# EXERCISE GOAL:
Look through the records below and copy each line that includes the word "items".

Segment Start: INPUT RECORDS

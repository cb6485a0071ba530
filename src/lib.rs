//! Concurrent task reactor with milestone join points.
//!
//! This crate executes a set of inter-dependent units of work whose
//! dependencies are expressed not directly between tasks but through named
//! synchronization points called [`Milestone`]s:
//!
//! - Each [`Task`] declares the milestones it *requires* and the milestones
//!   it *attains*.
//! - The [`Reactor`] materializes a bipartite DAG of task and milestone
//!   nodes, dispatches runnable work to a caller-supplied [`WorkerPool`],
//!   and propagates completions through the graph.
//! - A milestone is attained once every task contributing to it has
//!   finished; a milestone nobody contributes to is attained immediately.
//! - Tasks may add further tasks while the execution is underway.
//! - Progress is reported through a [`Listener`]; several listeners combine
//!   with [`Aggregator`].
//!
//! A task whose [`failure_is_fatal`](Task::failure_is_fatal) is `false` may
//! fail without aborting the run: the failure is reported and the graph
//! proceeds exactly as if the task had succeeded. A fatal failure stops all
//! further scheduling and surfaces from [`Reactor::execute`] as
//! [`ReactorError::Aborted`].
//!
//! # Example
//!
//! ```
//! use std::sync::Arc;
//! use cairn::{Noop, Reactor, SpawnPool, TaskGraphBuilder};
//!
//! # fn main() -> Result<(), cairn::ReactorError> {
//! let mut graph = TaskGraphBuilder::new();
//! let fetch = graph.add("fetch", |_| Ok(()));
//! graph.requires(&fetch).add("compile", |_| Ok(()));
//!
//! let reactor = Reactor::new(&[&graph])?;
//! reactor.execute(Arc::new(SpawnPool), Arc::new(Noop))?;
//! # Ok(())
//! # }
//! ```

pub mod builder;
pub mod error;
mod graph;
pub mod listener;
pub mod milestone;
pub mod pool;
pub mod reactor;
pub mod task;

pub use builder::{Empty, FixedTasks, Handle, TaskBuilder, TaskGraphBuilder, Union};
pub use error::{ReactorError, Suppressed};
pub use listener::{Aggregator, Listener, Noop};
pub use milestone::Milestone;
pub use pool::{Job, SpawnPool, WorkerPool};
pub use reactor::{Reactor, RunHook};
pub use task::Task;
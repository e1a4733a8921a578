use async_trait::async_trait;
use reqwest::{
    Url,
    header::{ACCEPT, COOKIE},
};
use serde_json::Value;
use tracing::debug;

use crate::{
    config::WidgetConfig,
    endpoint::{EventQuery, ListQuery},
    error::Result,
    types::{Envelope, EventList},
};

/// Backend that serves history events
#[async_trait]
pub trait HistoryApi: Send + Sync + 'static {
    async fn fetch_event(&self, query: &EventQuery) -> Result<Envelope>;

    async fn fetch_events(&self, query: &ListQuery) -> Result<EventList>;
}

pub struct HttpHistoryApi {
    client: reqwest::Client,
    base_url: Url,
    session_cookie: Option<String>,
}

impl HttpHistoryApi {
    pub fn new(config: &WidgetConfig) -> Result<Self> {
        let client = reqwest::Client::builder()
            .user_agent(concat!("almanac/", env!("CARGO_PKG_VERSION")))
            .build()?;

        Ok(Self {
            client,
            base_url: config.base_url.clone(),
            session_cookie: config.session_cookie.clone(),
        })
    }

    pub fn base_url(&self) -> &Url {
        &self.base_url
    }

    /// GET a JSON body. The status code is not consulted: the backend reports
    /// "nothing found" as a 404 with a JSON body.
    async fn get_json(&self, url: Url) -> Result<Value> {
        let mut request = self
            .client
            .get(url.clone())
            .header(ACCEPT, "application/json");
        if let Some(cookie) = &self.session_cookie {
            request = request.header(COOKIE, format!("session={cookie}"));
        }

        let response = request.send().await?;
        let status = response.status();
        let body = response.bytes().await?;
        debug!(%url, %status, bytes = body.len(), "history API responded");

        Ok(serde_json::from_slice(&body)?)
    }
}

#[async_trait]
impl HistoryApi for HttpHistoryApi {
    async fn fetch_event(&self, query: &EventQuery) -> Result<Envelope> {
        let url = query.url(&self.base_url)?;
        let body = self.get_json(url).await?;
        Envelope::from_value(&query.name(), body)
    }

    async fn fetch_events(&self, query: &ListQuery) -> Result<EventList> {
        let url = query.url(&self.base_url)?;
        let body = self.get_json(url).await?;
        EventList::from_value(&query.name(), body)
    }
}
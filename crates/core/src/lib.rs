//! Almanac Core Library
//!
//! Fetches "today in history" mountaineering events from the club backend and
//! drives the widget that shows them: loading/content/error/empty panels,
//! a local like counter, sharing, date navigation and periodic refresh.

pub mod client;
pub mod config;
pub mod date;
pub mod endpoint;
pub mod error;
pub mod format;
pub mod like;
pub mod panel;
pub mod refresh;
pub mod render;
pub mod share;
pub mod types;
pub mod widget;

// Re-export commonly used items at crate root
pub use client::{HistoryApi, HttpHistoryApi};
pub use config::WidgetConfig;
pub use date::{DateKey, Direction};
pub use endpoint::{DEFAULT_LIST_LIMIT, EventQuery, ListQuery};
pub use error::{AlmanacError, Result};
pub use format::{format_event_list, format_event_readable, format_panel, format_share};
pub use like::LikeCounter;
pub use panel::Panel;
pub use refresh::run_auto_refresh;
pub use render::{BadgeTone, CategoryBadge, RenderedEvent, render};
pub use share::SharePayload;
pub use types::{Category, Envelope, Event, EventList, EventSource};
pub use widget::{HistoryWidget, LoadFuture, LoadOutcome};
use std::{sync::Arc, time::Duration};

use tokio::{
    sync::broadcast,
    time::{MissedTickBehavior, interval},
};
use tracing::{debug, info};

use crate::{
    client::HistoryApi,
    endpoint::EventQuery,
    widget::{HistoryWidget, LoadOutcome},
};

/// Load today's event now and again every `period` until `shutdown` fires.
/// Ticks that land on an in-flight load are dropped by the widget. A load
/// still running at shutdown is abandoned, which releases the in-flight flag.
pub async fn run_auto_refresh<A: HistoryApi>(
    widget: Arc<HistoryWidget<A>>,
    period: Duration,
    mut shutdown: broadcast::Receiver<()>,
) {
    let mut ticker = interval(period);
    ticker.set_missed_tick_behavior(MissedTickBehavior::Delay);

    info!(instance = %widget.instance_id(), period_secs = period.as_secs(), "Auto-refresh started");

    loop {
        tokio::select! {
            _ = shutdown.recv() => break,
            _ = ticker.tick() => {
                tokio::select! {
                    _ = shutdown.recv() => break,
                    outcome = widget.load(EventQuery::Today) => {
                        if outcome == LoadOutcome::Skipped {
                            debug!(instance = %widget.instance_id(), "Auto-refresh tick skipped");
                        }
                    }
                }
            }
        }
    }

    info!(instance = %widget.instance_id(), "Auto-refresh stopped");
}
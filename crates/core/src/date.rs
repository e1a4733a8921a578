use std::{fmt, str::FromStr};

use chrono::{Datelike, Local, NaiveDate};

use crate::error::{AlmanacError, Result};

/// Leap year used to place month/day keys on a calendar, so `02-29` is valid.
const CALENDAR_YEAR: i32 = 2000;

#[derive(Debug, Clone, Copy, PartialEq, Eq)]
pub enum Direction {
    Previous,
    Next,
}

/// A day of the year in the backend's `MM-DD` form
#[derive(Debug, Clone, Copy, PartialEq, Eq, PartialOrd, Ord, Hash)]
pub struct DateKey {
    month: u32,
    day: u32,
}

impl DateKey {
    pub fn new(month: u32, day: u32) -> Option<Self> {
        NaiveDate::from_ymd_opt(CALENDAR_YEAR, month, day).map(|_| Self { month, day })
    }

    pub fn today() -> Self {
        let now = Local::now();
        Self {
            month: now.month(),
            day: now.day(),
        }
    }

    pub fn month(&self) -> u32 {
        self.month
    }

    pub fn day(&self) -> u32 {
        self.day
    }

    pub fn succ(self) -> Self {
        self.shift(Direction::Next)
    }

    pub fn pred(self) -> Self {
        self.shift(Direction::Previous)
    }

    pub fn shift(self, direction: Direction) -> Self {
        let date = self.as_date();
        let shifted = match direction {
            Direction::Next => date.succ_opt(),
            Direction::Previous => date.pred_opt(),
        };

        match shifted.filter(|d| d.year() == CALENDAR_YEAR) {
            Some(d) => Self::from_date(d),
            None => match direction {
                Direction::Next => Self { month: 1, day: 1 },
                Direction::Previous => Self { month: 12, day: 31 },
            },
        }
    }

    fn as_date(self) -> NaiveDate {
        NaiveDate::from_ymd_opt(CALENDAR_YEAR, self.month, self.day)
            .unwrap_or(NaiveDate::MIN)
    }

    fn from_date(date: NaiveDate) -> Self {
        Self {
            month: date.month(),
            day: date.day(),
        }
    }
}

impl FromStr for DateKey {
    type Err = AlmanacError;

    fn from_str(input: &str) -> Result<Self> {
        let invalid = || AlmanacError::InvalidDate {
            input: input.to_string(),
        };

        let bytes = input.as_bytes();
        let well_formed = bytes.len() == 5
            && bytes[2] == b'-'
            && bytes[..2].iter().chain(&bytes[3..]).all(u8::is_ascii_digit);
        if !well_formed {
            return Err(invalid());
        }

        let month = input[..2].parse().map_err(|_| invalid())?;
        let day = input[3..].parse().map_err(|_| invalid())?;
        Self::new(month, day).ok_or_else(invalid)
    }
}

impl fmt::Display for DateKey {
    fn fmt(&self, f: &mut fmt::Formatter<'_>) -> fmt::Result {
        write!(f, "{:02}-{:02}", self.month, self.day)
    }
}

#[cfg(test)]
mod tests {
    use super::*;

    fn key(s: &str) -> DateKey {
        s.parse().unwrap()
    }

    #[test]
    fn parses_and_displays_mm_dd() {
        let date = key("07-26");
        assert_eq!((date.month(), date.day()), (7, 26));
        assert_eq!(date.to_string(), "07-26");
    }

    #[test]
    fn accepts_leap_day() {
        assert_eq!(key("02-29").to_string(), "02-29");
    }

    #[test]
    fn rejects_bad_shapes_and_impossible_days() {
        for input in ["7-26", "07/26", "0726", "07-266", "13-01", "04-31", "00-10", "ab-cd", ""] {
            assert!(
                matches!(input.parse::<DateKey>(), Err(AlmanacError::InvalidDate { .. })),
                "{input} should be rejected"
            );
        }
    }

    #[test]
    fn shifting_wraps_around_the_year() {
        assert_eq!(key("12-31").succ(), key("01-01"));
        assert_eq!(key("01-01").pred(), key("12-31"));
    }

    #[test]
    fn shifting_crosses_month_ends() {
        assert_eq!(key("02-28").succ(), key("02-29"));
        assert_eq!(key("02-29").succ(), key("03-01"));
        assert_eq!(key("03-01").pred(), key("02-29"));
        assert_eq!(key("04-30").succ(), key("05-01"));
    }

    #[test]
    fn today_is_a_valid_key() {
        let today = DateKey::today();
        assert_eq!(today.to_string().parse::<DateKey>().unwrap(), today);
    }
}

Segment End: INPUT RECORDS
Segment Start: INPUT RECORDS

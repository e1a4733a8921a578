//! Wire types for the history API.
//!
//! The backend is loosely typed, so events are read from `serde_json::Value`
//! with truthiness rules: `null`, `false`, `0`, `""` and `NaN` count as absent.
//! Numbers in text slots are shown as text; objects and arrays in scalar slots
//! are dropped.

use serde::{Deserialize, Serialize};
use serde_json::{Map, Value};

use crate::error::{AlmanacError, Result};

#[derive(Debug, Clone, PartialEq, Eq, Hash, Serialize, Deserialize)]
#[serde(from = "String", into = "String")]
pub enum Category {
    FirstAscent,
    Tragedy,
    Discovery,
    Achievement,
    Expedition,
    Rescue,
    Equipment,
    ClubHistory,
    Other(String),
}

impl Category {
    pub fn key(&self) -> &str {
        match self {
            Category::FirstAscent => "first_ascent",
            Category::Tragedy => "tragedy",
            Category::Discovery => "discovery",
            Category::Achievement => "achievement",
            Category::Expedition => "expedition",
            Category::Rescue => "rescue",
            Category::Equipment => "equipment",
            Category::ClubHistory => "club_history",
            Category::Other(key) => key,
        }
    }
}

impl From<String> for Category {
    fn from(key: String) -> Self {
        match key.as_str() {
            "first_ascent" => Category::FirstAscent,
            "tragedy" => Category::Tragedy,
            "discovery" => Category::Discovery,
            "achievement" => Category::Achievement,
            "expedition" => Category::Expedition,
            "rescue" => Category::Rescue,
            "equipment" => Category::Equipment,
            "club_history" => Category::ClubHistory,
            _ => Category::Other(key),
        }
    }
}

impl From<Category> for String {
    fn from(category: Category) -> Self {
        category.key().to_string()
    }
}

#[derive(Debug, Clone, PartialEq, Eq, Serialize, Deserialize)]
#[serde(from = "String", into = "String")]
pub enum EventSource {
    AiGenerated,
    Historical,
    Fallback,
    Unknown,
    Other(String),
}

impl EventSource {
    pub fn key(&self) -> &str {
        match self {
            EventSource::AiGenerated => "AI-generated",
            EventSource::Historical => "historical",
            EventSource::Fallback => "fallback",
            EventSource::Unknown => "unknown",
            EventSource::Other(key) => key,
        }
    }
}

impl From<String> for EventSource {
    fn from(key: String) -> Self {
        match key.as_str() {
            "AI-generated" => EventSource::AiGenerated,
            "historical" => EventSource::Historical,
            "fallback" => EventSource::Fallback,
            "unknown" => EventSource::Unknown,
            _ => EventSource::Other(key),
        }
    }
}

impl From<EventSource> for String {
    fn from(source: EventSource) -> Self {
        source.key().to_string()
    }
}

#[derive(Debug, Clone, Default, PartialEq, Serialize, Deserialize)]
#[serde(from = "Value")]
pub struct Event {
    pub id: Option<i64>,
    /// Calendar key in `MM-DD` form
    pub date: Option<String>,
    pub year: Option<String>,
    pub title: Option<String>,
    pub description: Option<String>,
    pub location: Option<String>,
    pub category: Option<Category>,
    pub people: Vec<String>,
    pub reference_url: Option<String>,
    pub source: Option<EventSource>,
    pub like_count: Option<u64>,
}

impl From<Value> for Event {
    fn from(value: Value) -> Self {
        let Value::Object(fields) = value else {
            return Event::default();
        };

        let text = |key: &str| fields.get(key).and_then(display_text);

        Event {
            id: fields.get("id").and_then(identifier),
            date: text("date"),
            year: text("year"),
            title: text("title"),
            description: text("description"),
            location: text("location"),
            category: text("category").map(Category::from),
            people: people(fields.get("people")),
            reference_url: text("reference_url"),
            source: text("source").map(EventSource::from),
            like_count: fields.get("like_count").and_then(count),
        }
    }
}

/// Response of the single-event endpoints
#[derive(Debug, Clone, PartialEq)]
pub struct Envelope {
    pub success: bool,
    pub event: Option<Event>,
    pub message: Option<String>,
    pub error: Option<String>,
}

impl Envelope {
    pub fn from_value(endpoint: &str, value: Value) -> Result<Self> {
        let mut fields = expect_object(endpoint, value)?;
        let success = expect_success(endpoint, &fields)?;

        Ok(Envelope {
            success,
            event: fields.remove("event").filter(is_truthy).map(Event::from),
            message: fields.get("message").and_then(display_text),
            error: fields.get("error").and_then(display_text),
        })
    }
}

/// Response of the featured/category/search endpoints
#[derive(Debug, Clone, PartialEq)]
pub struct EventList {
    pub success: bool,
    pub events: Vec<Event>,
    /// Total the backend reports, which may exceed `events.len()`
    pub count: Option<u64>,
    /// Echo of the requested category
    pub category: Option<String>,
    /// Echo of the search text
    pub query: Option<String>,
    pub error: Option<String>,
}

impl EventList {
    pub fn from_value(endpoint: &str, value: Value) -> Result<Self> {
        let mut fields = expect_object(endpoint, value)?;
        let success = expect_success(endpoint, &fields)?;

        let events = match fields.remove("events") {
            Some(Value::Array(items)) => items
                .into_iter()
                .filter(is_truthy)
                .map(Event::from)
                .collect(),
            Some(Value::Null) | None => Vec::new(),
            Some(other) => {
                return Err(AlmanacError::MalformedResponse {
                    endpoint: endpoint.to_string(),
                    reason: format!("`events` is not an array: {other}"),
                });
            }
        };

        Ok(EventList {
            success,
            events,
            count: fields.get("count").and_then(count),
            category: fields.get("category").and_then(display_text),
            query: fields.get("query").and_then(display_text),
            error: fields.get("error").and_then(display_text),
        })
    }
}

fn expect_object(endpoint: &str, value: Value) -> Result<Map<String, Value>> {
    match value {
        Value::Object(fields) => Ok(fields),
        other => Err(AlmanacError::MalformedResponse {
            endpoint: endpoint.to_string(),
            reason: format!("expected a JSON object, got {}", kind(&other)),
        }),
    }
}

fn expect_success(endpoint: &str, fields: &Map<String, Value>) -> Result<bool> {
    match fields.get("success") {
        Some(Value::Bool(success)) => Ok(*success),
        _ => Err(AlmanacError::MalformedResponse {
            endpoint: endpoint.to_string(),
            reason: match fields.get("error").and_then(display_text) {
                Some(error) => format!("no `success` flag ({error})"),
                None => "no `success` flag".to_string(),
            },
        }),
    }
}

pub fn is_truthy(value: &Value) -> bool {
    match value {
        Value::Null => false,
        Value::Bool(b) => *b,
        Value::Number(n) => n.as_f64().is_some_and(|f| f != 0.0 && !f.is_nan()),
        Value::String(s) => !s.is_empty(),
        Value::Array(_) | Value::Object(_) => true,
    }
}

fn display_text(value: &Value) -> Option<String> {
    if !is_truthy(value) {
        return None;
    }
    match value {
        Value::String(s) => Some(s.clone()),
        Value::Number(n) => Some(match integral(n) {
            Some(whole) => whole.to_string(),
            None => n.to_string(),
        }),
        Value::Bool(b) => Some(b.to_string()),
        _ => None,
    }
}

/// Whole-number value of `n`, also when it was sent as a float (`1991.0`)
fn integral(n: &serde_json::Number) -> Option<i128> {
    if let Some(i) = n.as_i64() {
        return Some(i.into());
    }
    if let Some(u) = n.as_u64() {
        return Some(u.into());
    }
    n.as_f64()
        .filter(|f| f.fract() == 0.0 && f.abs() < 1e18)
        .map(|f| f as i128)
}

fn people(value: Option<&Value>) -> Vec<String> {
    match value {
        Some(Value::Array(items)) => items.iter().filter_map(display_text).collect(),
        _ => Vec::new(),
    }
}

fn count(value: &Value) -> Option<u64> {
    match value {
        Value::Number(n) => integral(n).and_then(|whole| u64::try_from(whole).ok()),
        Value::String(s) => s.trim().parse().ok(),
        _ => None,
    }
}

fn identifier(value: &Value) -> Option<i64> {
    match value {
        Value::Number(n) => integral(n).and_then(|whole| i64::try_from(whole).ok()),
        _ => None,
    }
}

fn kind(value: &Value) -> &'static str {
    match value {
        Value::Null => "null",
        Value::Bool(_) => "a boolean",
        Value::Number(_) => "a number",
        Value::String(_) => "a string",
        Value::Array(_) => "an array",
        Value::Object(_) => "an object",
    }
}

Segment End: INPUT RECORDS
Segment Start: INPUT RECORDS

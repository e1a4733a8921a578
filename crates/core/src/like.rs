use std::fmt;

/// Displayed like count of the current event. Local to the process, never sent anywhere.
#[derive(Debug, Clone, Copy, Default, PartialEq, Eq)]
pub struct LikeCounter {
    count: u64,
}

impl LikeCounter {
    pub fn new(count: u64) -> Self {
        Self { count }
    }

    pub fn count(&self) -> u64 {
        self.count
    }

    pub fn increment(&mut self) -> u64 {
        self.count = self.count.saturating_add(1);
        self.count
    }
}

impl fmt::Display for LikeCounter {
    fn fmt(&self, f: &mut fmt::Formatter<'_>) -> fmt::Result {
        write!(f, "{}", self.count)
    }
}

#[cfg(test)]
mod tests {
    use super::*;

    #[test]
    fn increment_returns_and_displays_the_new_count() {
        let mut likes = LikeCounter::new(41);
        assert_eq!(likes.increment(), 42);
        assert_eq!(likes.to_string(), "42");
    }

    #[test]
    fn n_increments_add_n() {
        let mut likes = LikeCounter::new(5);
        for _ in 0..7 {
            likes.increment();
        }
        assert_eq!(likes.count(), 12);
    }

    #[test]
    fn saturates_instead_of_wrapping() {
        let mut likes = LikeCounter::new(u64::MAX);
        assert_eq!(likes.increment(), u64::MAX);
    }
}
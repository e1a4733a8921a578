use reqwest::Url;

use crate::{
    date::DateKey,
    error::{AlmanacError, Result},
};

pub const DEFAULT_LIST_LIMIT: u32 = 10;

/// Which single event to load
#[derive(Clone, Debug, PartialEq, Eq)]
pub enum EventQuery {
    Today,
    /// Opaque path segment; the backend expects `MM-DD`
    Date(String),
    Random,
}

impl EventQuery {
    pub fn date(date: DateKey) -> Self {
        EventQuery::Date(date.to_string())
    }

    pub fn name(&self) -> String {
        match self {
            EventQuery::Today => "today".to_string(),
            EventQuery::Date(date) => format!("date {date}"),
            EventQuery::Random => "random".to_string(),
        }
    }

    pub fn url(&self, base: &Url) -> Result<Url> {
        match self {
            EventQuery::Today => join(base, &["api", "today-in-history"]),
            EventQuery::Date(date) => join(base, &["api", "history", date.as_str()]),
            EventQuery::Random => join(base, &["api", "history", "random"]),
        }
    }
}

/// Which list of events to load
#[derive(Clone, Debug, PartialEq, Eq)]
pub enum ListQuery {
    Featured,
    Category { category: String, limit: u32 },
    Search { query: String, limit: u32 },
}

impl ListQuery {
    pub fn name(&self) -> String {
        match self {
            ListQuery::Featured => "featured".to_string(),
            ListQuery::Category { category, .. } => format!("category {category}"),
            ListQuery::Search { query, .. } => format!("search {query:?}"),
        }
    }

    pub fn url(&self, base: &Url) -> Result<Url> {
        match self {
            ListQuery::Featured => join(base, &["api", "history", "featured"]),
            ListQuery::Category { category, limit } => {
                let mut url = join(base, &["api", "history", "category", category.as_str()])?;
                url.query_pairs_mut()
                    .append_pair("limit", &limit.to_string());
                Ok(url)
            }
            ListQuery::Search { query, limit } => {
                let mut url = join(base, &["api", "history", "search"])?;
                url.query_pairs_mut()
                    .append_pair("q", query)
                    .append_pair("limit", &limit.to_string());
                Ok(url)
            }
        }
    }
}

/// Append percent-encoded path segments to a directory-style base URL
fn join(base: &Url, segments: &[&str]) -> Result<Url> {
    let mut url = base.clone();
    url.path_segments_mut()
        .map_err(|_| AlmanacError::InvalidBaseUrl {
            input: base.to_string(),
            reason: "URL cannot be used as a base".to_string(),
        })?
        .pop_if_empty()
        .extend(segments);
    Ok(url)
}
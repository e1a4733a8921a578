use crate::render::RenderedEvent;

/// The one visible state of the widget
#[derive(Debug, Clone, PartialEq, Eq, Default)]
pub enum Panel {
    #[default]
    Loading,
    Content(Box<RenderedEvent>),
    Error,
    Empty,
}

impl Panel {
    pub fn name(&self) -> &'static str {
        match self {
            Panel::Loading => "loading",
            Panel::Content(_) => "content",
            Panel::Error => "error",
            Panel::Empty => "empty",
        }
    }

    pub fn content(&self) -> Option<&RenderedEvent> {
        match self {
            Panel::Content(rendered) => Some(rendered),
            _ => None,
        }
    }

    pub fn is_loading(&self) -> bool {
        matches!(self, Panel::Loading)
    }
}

Segment End: INPUT RECORDS

# REPLY TO THE EXERCISE:
// Re-export commonly used items at crate root
            Some(Value::Array(items)) => items
        Some(Value::Array(items)) => items.iter().filter_map(display_text).collect(),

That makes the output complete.